Tanto o LFV [Luís Fernando Veríssimo]
como eu conhecemos outras, é verdade. mas cada um na sua, elegemos este porto
como nosso ponto de referência. Traça-la, para nós, é literalmente e
graficamente um ato de amor.
VERÍSSIMO, Luís
Fernando; FONSECA, Joaquim da. Traçando Porto Alegre. Porto Alegre: Artes e
Ofícios, 1994, p. 7-8.
Fonte: livro Português:
Língua e Cultura – Carlos Alberto Faraco – vol. único – Ensino Médio – 1ª
edição – Base Editora – Curitiba, 2003. p. 366-367.
Entendendo a crônica:
01 – Qual a principal
característica da cidade de Porto Alegre, segundo o autor?
O autor destaca a
beleza da cidade, com seus rios que se transformam em um lago imenso.

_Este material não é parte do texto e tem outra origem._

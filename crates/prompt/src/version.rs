//! Version parsing and the fixed-width encoding used as the storage sort key.
//!
//! A version is a dotted triple such as `1.2.3`. In storage it is written
//! as `0001.0002.0003`: every segment is zero-padded to four digits so that
//! byte-wise ordering of the encoded string agrees with numeric ordering of
//! the version. That only holds while segments stay within four digits, so
//! anything wider is rejected instead of being silently mis-ordered.

use crate::error::{StoreError, StoreResult};
use std::fmt;
use std::str::FromStr;

/// Sort key of the mutable alias that tracks the newest version.
pub const LATEST: &str = "LATEST";

/// Digits per encoded segment.
pub const SEGMENT_WIDTH: usize = 4;

/// Largest value a segment may hold.
pub const MAX_SEGMENT: u16 = 9999;

const ARITY: usize = 3;

/// A parsed `major.minor.patch` version.
///
/// Ordering is numeric and segment-wise, which is exactly the ordering of
/// the encoded form.
#[derive(Debug, Clone, Copy, PartialEq, Eq, PartialOrd, Ord, Hash)]
pub struct Version {
    pub major: u16,
    pub minor: u16,
    pub patch: u16,
}

impl Version {
    /// Create a version, rejecting segments above [`MAX_SEGMENT`].
    pub fn new(major: u16, minor: u16, patch: u16) -> StoreResult<Self> {
        for segment in [major, minor, patch] {
            if segment > MAX_SEGMENT {
                return Err(StoreError::VersionFormatInvalid {
                    input: format!("{}.{}.{}", major, minor, patch),
                    reason: format!("segment {} exceeds {}", segment, MAX_SEGMENT),
                });
            }
        }
        Ok(Self {
            major,
            minor,
            patch,
        })
    }

    /// Parse a human-readable version. Segments may carry leading zeros
    /// (`01.2.003`) but must be 1 to 4 digits long.
    pub fn parse(input: &str) -> StoreResult<Self> {
        Self::parse_segments(input, 1)
    }

    /// Parse an encoded version, where every segment is exactly 4 digits.
    pub fn from_encoded(encoded: &str) -> StoreResult<Self> {
        Self::parse_segments(encoded, SEGMENT_WIDTH)
    }

    fn parse_segments(input: &str, min_width: usize) -> StoreResult<Self> {
        let invalid = |reason: String| StoreError::VersionFormatInvalid {
            input: input.to_string(),
            reason,
        };

        let parts: Vec<&str> = input.split('.').collect();
        if parts.len() != ARITY {
            return Err(invalid(format!(
                "expected {} dot-separated segments, found {}",
                ARITY,
                parts.len()
            )));
        }

        let mut segments = [0u16; ARITY];
        for (slot, part) in segments.iter_mut().zip(&parts) {
            if part.len() < min_width || part.len() > SEGMENT_WIDTH {
                return Err(invalid(format!(
                    "segment '{}' must be {} digits",
                    part,
                    if min_width == SEGMENT_WIDTH {
                        "exactly 4".to_string()
                    } else {
                        format!("{} to {}", min_width, SEGMENT_WIDTH)
                    }
                )));
            }
            if !part.bytes().all(|b| b.is_ascii_digit()) {
                return Err(invalid(format!("segment '{}' is not numeric", part)));
            }
            // At most four ASCII digits, so this always fits in a u16.
            *slot = part
                .parse()
                .map_err(|e| invalid(format!("segment '{}': {}", part, e)))?;
        }

        Ok(Self {
            major: segments[0],
            minor: segments[1],
            patch: segments[2],
        })
    }

    /// Fixed-width form used as the storage sort key.
    pub fn encode(&self) -> String {
        format!(
            "{:0w$}.{:0w$}.{:0w$}",
            self.major,
            self.minor,
            self.patch,
            w = SEGMENT_WIDTH
        )
    }
}

impl fmt::Display for Version {
    fn fmt(&self, f: &mut fmt::Formatter<'_>) -> fmt::Result {
        write!(f, "{}.{}.{}", self.major, self.minor, self.patch)
    }
}

impl FromStr for Version {
    type Err = StoreError;

    fn from_str(s: &str) -> Result<Self, Self::Err> {
        Self::parse(s)
    }
}

/// Outcome of [`compare`].
///
/// Only "strictly greater" is distinguished; callers that care about
/// equality check it separately.
#[derive(Debug, Clone, Copy, PartialEq, Eq)]
pub enum Precedence {
    Greater,
    NotGreater,
}

/// Encode a dotted version: `"1.2.3"` becomes `"0001.0002.0003"`.
pub fn encode(version: &str) -> StoreResult<String> {
    Ok(Version::parse(version)?.encode())
}

/// Decode an encoded version back to dotted form with leading zeros
/// stripped: `"0001.0000.0010"` becomes `"1.0.10"`.
pub fn decode(encoded: &str) -> StoreResult<String> {
    Ok(Version::from_encoded(encoded)?.to_string())
}

/// Whether encoded version `a` is strictly greater than encoded version `b`.
///
/// Both sides are parsed into [`Version`] first, so inputs of different
/// shapes are rejected rather than compared segment by segment.
pub fn compare(a: &str, b: &str) -> StoreResult<Precedence> {
    let a = Version::from_encoded(a)?;
    let b = Version::from_encoded(b)?;
    Ok(if a > b {
        Precedence::Greater
    } else {
        Precedence::NotGreater
    })
}

#[cfg(test)]
mod tests {
    use super::*;

    #[test]
    fn test_encode() {
        assert_eq!(encode("1.2.3").unwrap(), "0001.0002.0003");
        assert_eq!(encode("0.0.0").unwrap(), "0000.0000.0000");
        assert_eq!(encode("9999.10.100").unwrap(), "9999.0010.0100");
    }

    #[test]
    fn test_decode_strips_leading_zeros() {
        assert_eq!(decode("0001.0002.0003").unwrap(), "1.2.3");
        assert_eq!(decode("0000.0000.0000").unwrap(), "0.0.0");
        assert_eq!(decode("0010.0100.1000").unwrap(), "10.100.1000");
    }

    #[test]
    fn test_round_trip_normalizes() {
        assert_eq!(decode(&encode("01.2.003").unwrap()).unwrap(), "1.2.3");
        assert_eq!(decode(&encode("0000.00.0").unwrap()).unwrap(), "0.0.0");
        assert_eq!(decode(&encode("1.0.0").unwrap()).unwrap(), "1.0.0");
    }

    #[test]
    fn test_padding_preserves_numeric_order() {
        let a = encode("1.10.0").unwrap();
        let b = encode("1.2.3").unwrap();
        assert_eq!(compare(&a, &b).unwrap(), Precedence::Greater);
        assert_eq!(compare(&b, &a).unwrap(), Precedence::NotGreater);
        // The encoded strings sort the same way.
        assert!(a > b);
    }

    #[test]
    fn test_compare_equal_is_not_greater() {
        let a = encode("2.0.0").unwrap();
        assert_eq!(compare(&a, &a).unwrap(), Precedence::NotGreater);
    }

    #[test]
    fn test_compare_first_differing_segment_wins() {
        let a = encode("2.0.0").unwrap();
        let b = encode("1.9999.9999").unwrap();
        assert_eq!(compare(&a, &b).unwrap(), Precedence::Greater);
    }

    #[test]
    fn test_compare_rejects_mismatched_shapes() {
        assert!(compare("0001.0002", "0001.0002.0003").is_err());
        assert!(compare("1.2.3", "0001.0002.0003").is_err());
    }

    #[test]
    fn test_parse_rejects_wide_segment() {
        let err = Version::parse("1.10000.0").unwrap_err();
        assert!(matches!(err, StoreError::VersionFormatInvalid { .. }));
    }

    #[test]
    fn test_parse_rejects_bad_shapes() {
        for input in ["", "1", "1.2", "1.2.3.4", "1..3", "a.b.c", "1.2.-3", "1.2.3 ", "+1.2.3"] {
            assert!(Version::parse(input).is_err(), "accepted {:?}", input);
        }
    }

    #[test]
    fn test_from_encoded_requires_full_width() {
        assert!(Version::from_encoded("1.2.3").is_err());
        assert_eq!(
            Version::from_encoded("0001.0002.0003").unwrap(),
            Version::new(1, 2, 3).unwrap()
        );
    }

    #[test]
    fn test_new_bounds() {
        assert!(Version::new(9999, 0, 0).is_ok());
        assert!(Version::new(10000, 0, 0).is_err());
    }

    #[test]
    fn test_ordering_and_display() {
        let v1: Version = "1.2.3".parse().unwrap();
        let v2: Version = "1.10.0".parse().unwrap();
        assert!(v2 > v1);
        assert_eq!(v1.to_string(), "1.2.3");
    }
}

Além
disso, ele a descreve como feminina, caprichosa, temperamental, provinciana e
avançadinha, capaz de ser metrópole e aldeia ao mesmo tempo.
02 – Que tipo de comparações e
personificações o autor utiliza para descrever Porto Alegre?
O autor utiliza
diversas comparações e personificações para descrever a cidade. Ele a compara a
uma mulher sensual e lânguida, que se deita em seu contorno fluvial, e a
descreve como dominadora, envolvente, impetuosa, fogosa, carola, peleadora e
ciumenta.
03 – Como Porto Alegre se
transformou ao longo do tempo, de acordo com o autor?
O autor relata que, quando chegou à
cidade, ela ainda mantinha um ar tradicional que lembrava Buenos Aires. Com o
tempo, Porto Alegre se tornou mais interesseira, substituindo seus cafés por
agências financeiras e perdendo parte de sua identidade original, como as
matinês e as anedotas de rua.
04 – O que a cidade ganhou com
essa transformação, segundo o autor?
Apesar de perder
elementos de sua identidade original, Porto Alegre ganhou outras coisas que a
tornaram moderna, adulta e madura, como a Feira do Livro, espaços de cultura,
museus, teatros e galerias de arte.
05 – Qual o significado da
expressão "traçá-la" no contexto da crônica?
No contexto da
crônica, "traçá-la" significa desenhar a cidade, tanto no sentido
literal quanto no sentido figurado. Para o autor e o LFV, traçar Porto Alegre é
um ato de amor, uma forma de expressar seu carinho e sua conexão com a cidade.